_Work instructions_: The response must contain every line below in which "Deserialize" appears.

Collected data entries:
────────────────────
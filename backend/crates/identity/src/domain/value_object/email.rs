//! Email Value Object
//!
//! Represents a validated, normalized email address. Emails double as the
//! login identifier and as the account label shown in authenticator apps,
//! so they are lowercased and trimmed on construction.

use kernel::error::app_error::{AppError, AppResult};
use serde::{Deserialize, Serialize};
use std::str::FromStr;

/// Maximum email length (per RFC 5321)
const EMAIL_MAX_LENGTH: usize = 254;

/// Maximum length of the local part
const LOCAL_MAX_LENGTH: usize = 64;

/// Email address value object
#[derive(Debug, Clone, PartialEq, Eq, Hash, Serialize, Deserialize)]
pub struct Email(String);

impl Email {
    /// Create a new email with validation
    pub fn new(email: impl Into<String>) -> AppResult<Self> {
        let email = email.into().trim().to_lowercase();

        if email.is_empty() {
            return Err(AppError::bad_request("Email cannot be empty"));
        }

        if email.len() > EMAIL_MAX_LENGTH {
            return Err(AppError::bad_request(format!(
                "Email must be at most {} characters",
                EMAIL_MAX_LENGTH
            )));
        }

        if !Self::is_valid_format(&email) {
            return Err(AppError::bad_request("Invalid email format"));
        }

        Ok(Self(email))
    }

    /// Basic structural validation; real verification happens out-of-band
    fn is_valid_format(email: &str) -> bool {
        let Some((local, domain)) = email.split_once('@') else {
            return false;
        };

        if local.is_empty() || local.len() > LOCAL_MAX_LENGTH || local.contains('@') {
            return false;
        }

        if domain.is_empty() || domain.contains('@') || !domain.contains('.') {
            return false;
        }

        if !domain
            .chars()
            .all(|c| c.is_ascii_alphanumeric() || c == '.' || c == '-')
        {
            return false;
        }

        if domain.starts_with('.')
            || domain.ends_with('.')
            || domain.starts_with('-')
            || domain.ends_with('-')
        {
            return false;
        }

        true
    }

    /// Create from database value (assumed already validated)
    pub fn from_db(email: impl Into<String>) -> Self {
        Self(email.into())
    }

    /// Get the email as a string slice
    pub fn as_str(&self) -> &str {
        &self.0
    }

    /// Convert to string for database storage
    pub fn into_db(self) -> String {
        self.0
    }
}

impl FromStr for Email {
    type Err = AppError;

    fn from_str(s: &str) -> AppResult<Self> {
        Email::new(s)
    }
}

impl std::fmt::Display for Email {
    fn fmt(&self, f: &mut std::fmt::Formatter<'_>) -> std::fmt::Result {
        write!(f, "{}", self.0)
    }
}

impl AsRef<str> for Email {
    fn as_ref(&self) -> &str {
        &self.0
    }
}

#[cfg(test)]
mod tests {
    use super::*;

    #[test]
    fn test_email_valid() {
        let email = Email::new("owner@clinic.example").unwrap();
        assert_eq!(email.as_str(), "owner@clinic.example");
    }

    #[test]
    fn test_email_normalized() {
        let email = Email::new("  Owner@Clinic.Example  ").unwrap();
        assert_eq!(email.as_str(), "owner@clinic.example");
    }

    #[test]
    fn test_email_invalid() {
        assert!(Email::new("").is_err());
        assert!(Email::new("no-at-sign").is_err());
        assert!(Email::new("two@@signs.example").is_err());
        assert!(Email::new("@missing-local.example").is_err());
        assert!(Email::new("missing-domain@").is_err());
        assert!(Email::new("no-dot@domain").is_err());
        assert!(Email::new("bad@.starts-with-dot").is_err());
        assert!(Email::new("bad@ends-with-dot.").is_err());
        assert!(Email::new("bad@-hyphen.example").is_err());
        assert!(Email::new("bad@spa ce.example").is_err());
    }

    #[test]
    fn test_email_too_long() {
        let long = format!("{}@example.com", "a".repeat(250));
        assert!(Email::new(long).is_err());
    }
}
────────────────────
_Solution below_:
use serde::{Deserialize, Serialize};
#[derive(Debug, Clone, PartialEq, Eq, Hash, Serialize, Deserialize)]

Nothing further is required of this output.